→ TASK OBJECTIVE
Output the entries that follow, word for word.

→ INPUT DATA
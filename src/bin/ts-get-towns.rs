use clap::Parser;
use ts_ratings::client::{Client, EndpointConfig};

#[derive(Parser, Debug)]
struct Args {
    #[arg(short = 't', long)]
    towns_endpoint: Option<String>,
}

#[tokio::main]
async fn main() {
    let args = Args::parse();
    let http = reqwest::Client::builder()
        .gzip(true)
        .brotli(true)
        .build()
        .unwrap();
    let endpoints = EndpointConfig {
        towns: args.towns_endpoint,
        restaurants: None,
    };
    let client = Client::new(http, endpoints).unwrap();
    let towns = client.get_towns().await.unwrap();
    println!("{}", serde_json::to_string(towns).unwrap());
}
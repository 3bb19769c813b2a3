use tracing::warn;

use crate::images::{materialize, EncodedImage, ImageHandle};

/// Gallery column breakpoints, in pixels.
const NARROW_MAX: u32 = 600;
const MEDIUM_MAX: u32 = 960;
const WIDE_MAX: u32 = 1920;

/// Columns for the photo gallery at a given display width. Pure layout
/// arithmetic; the fractional count lets a partial tile peek in to hint at
/// horizontal scrolling.
pub fn gallery_columns(width: u32) -> f64 {
    if width < NARROW_MAX {
        1.0
    } else if width < MEDIUM_MAX {
        2.0
    } else if width < WIDE_MAX {
        2.1
    } else {
        4.0
    }
}

/// Presentation state of a single restaurant card: the expand flag and the
/// materialized gallery. Each card owns its own state; there is no
/// cross-card coupling, and no image handle is shared between cards.
#[derive(Debug, Default)]
pub struct CardState {
    expanded: bool,
    gallery: Vec<ImageHandle>,
}

impl CardState {
    /// A fresh card starts collapsed with nothing materialized.
    pub fn new() -> Self {
        Self::default()
    }

    pub fn is_expanded(&self) -> bool {
        self.expanded
    }

    /// Materialized images for the currently visible gallery. Empty while
    /// collapsed.
    pub fn gallery(&self) -> &[ImageHandle] {
        &self.gallery
    }

    /// Flip between the collapsed summary and the expanded detail view.
    pub fn toggle(&mut self, photos: &[EncodedImage]) {
        if self.expanded {
            self.collapse();
        } else {
            self.expand(photos);
        }
    }

    /// Expand the card, decoding its photo payloads on demand. Images are
    /// only ever materialized for a visible gallery.
    pub fn expand(&mut self, photos: &[EncodedImage]) {
        self.expanded = true;
        self.gallery = materialize_all(photos);
    }

    /// Collapse the card. Dropping the handles releases every decoded
    /// image.
    pub fn collapse(&mut self) {
        self.expanded = false;
        self.gallery.clear();
    }

    /// The photo list changed under the card (a fresh search replaced the
    /// restaurant set). Old handles are released either way; an expanded
    /// card decodes the new set right away.
    pub fn replace_photos(&mut self, photos: &[EncodedImage]) {
        self.gallery.clear();
        if self.expanded {
            self.gallery = materialize_all(photos);
        }
    }
}

fn materialize_all(photos: &[EncodedImage]) -> Vec<ImageHandle> {
    photos
        .iter()
        .filter_map(|photo| match materialize(photo) {
            Ok(handle) => Some(handle),
            Err(error) => {
                warn!(%error, "skipping undecodable photo");
                None
            }
        })
        .collect()
}
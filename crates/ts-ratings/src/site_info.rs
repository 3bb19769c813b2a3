use std::fmt;

use serde::{Deserialize, Serialize};
use url::Url;

use crate::api_interfaces::restaurants::RawProviderInfo;
use crate::error::SchemaError;

/// The unified 0-10 scale every stored rating is expressed on.
pub const CANONICAL_SCALE: f64 = 10.0;

/// The rating providers, in declaration order. The order is load-bearing:
/// review tie-breaks, the aggregate score and photo concatenation all follow
/// it. A new provider adds a variant here plus a branch in
/// [`RatingSite::native_scale`].
#[derive(Clone, Copy, Debug, PartialEq, Eq, Serialize, Deserialize)]
#[serde(rename_all = "snake_case")]
pub enum RatingSite {
    TripAdvisor,
    GoogleMaps,
}

impl RatingSite {
    /// Every provider, in declaration order.
    pub const ALL: [RatingSite; 2] = [RatingSite::TripAdvisor, RatingSite::GoogleMaps];

    /// The scale the provider reports its ratings on.
    pub fn native_scale(&self) -> f64 {
        match self {
            RatingSite::TripAdvisor => 10.0,
            RatingSite::GoogleMaps => 5.0,
        }
    }
}

impl fmt::Display for RatingSite {
    fn fmt(&self, f: &mut fmt::Formatter<'_>) -> fmt::Result {
        match self {
            RatingSite::TripAdvisor => write!(f, "Trip Advisor"),
            RatingSite::GoogleMaps => write!(f, "Google Maps"),
        }
    }
}

/// One provider's rating record for a restaurant, on the canonical scale.
#[derive(Clone, Debug, Serialize)]
pub struct SiteInfo {
    pub name: String,
    pub link: Url,
    pub number_of_reviews: u64,
    pub rating: f64,
    pub site: RatingSite,
}

impl SiteInfo {
    /// Validate a raw provider section and convert its rating onto the
    /// canonical scale. A failure here means "skip this provider for this
    /// restaurant", never "abort the aggregation".
    pub fn from_raw(site: RatingSite, raw: &RawProviderInfo) -> Result<Self, SchemaError> {
        let link =
            Url::parse(&raw.link).map_err(|source| SchemaError::InvalidLink { site, source })?;
        let scale = site.native_scale();
        if !(0.0..=scale).contains(&raw.rating) {
            return Err(SchemaError::RatingOutOfRange {
                site,
                rating: raw.rating,
                scale,
            });
        }
        Ok(Self {
            name: raw.name.clone(),
            link,
            number_of_reviews: raw.number_of_reviews,
            rating: raw.rating * (CANONICAL_SCALE / scale),
            site,
        })
    }
}
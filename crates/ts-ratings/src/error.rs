use thiserror::Error;

use crate::site_info::RatingSite;

/// A transport-level failure. The whole request is lost and the UI shows an
/// error state, distinct from an empty result.
#[derive(Debug, Error)]
pub enum NetworkError {
    #[error("the request failed: {0}")]
    RequestError(#[from] reqwest::Error),
    #[error("the request failed with status code: {0}")]
    ResponseError(reqwest::StatusCode),
    #[error("the response body could not be read: {0}")]
    ResponseBodyError(#[source] reqwest::Error),
    #[error("unable to parse the response body: {0}")]
    ParseError(#[from] serde_json::Error),
}

/// A single provider section failed validation. Only that provider's data
/// point is dropped; the rest of the restaurant still aggregates.
#[derive(Debug, Error)]
pub enum SchemaError {
    #[error("{site} section does not match the wire schema: {source}")]
    MalformedSection {
        site: RatingSite,
        source: serde_json::Error,
    },
    #[error("{site} link is not a well-formed absolute URL: {source}")]
    InvalidLink {
        site: RatingSite,
        source: url::ParseError,
    },
    #[error("{site} rating {rating} is outside the native 0-{scale} range")]
    RatingOutOfRange {
        site: RatingSite,
        rating: f64,
        scale: f64,
    },
}

/// A single encoded image payload is malformed. Sibling images still
/// materialize.
#[derive(Debug, Error)]
pub enum DecodeError {
    #[error("invalid base64 image payload: {0}")]
    InvalidBase64(#[from] base64::DecodeError),
}

/// A whole restaurant payload could not be aggregated. The restaurant is
/// dropped from the result set; the search itself still succeeds.
#[derive(Debug, Error)]
pub enum AggregationError {
    #[error("unsupported wire schema version {0}")]
    UnsupportedSchemaVersion(u32),
    #[error("no provider data validated for restaurant `{0}`")]
    NoValidSites(String),
}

→ SOLUTION
filename src/bin/ts-get-towns.rs
use clap::Parser;
use ts_ratings::client::{Client, EndpointConfig};

#[derive(Parser, Debug)]
struct Args {
    #[arg(short = 't', long)]
    towns_endpoint: Option<String>,
}

#[tokio::main]
async fn main() {
    let args = Args::parse();
    let http = reqwest::Client::builder()
        .gzip(true)
        .brotli(true)
        .build()
        .unwrap();
    let endpoints = EndpointConfig {
        towns: args.towns_endpoint,
        restaurants: None,
    };
    let client = Client::new(http, endpoints).unwrap();
    let towns = client.get_towns().await.unwrap();
    println!("{}", serde_json::to_string(towns).unwrap());
}
repository 3bb19769c813b2a3
use tracing::warn;

use crate::images::{materialize, EncodedImage, ImageHandle};

/// Gallery column breakpoints, in pixels.
const NARROW_MAX: u32 = 600;
const MEDIUM_MAX: u32 = 960;
const WIDE_MAX: u32 = 1920;

/// Columns for the photo gallery at a given display width. Pure layout
/// arithmetic; the fractional count lets a partial tile peek in to hint at
/// horizontal scrolling.
pub fn gallery_columns(width: u32) -> f64 {
    if width < NARROW_MAX {
        1.0
    } else if width < MEDIUM_MAX {
        2.0
    } else if width < WIDE_MAX {
        2.1
    } else {
        4.0
    }
}

/// Presentation state of a single restaurant card: the expand flag and the
/// materialized gallery. Each card owns its own state; there is no
/// cross-card coupling, and no image handle is shared between cards.
#[derive(Debug, Default)]
pub struct CardState {
    expanded: bool,
    gallery: Vec<ImageHandle>,
}

impl CardState {
    /// A fresh card starts collapsed with nothing materialized.
    pub fn new() -> Self {
        Self::default()
    }

    pub fn is_expanded(&self) -> bool {
        self.expanded
    }

    /// Materialized images for the currently visible gallery. Empty while
    /// collapsed.
    pub fn gallery(&self) -> &[ImageHandle] {
        &self.gallery
    }

    /// Flip between the collapsed summary and the expanded detail view.
    pub fn toggle(&mut self, photos: &[EncodedImage]) {
        if self.expanded {
            self.collapse();
        } else {
            self.expand(photos);
        }
    }

    /// Expand the card, decoding its photo payloads on demand. Images are
    /// only ever materialized for a visible gallery.
    pub fn expand(&mut self, photos: &[EncodedImage]) {
        self.expanded = true;
        self.gallery = materialize_all(photos);
    }

    /// Collapse the card. Dropping the handles releases every decoded
    /// image.
    pub fn collapse(&mut self) {
        self.expanded = false;
        self.gallery.clear();
    }

    /// The photo list changed under the card (a fresh search replaced the
    /// restaurant set). Old handles are released either way; an expanded
    /// card decodes the new set right away.
    pub fn replace_photos(&mut self, photos: &[EncodedImage]) {
        self.gallery.clear();
        if self.expanded {
            self.gallery = materialize_all(photos);
        }
    }
}

fn materialize_all(photos: &[EncodedImage]) -> Vec<ImageHandle> {
    photos
        .iter()
        .filter_map(|photo| match materialize(photo) {
            Ok(handle) => Some(handle),
            Err(error) => {
                warn!(%error, "skipping undecodable photo");
                None
            }
        })
        .collect()
}
filename crates/ts-ratings/src/site_info.rs
repository 3bb19769c813b2a3
use std::fmt;

use serde::{Deserialize, Serialize};
use url::Url;

use crate::api_interfaces::restaurants::RawProviderInfo;
use crate::error::SchemaError;

/// The unified 0-10 scale every stored rating is expressed on.
pub const CANONICAL_SCALE: f64 = 10.0;

/// The rating providers, in declaration order. The order is load-bearing:
/// review tie-breaks, the aggregate score and photo concatenation all follow
/// it. A new provider adds a variant here plus a branch in
/// [`RatingSite::native_scale`].
#[derive(Clone, Copy, Debug, PartialEq, Eq, Serialize, Deserialize)]
#[serde(rename_all = "snake_case")]
pub enum RatingSite {
    TripAdvisor,
    GoogleMaps,
}

impl RatingSite {
    /// Every provider, in declaration order.
    pub const ALL: [RatingSite; 2] = [RatingSite::TripAdvisor, RatingSite::GoogleMaps];

    /// The scale the provider reports its ratings on.
    pub fn native_scale(&self) -> f64 {
        match self {
            RatingSite::TripAdvisor => 10.0,
            RatingSite::GoogleMaps => 5.0,
        }
    }
}

impl fmt::Display for RatingSite {
    fn fmt(&self, f: &mut fmt::Formatter<'_>) -> fmt::Result {
        match self {
            RatingSite::TripAdvisor => write!(f, "Trip Advisor"),
            RatingSite::GoogleMaps => write!(f, "Google Maps"),
        }
    }
}

/// One provider's rating record for a restaurant, on the canonical scale.
#[derive(Clone, Debug, Serialize)]
pub struct SiteInfo {
    pub name: String,
    pub link: Url,
    pub number_of_reviews: u64,
    pub rating: f64,
    pub site: RatingSite,
}

impl SiteInfo {
    /// Validate a raw provider section and convert its rating onto the
    /// canonical scale. A failure here means "skip this provider for this
    /// restaurant", never "abort the aggregation".
    pub fn from_raw(site: RatingSite, raw: &RawProviderInfo) -> Result<Self, SchemaError> {
        let link =
            Url::parse(&raw.link).map_err(|source| SchemaError::InvalidLink { site, source })?;
        let scale = site.native_scale();
        if !(0.0..=scale).contains(&raw.rating) {
            return Err(SchemaError::RatingOutOfRange {
                site,
                rating: raw.rating,
                scale,
            });
        }
        Ok(Self {
            name: raw.name.clone(),
            link,
            number_of_reviews: raw.number_of_reviews,
            rating: raw.rating * (CANONICAL_SCALE / scale),
            site,
        })
    }
}
filename crates/ts-ratings/src/error.rs
use thiserror::Error;

use crate::site_info::RatingSite;

/// A transport-level failure. The whole request is lost and the UI shows an
/// error state, distinct from an empty result.
#[derive(Debug, Error)]
pub enum NetworkError {
    #[error("the request failed: {0}")]
    RequestError(#[from] reqwest::Error),
    #[error("the request failed with status code: {0}")]
    ResponseError(reqwest::StatusCode),
    #[error("the response body could not be read: {0}")]
    ResponseBodyError(#[source] reqwest::Error),
    #[error("unable to parse the response body: {0}")]
    ParseError(#[from] serde_json::Error),
}

/// A single provider section failed validation. Only that provider's data
/// point is dropped; the rest of the restaurant still aggregates.
#[derive(Debug, Error)]
pub enum SchemaError {
    #[error("{site} section does not match the wire schema: {source}")]
    MalformedSection {
        site: RatingSite,
        source: serde_json::Error,
    },
    #[error("{site} link is not a well-formed absolute URL: {source}")]
    InvalidLink {
        site: RatingSite,
        source: url::ParseError,
    },
    #[error("{site} rating {rating} is outside the native 0-{scale} range")]
    RatingOutOfRange {
        site: RatingSite,
        rating: f64,
        scale: f64,
    },
}

/// A single encoded image payload is malformed. Sibling images still
/// materialize.
#[derive(Debug, Error)]
pub enum DecodeError {
    #[error("invalid base64 image payload: {0}")]
    InvalidBase64(#[from] base64::DecodeError),
}

/// A whole restaurant payload could not be aggregated. The restaurant is
/// dropped from the result set; the search itself still succeeds.
#[derive(Debug, Error)]
pub enum AggregationError {
    #[error("unsupported wire schema version {0}")]
    UnsupportedSchemaVersion(u32),
    #[error("no provider data validated for restaurant `{0}`")]
    NoValidSites(String),
}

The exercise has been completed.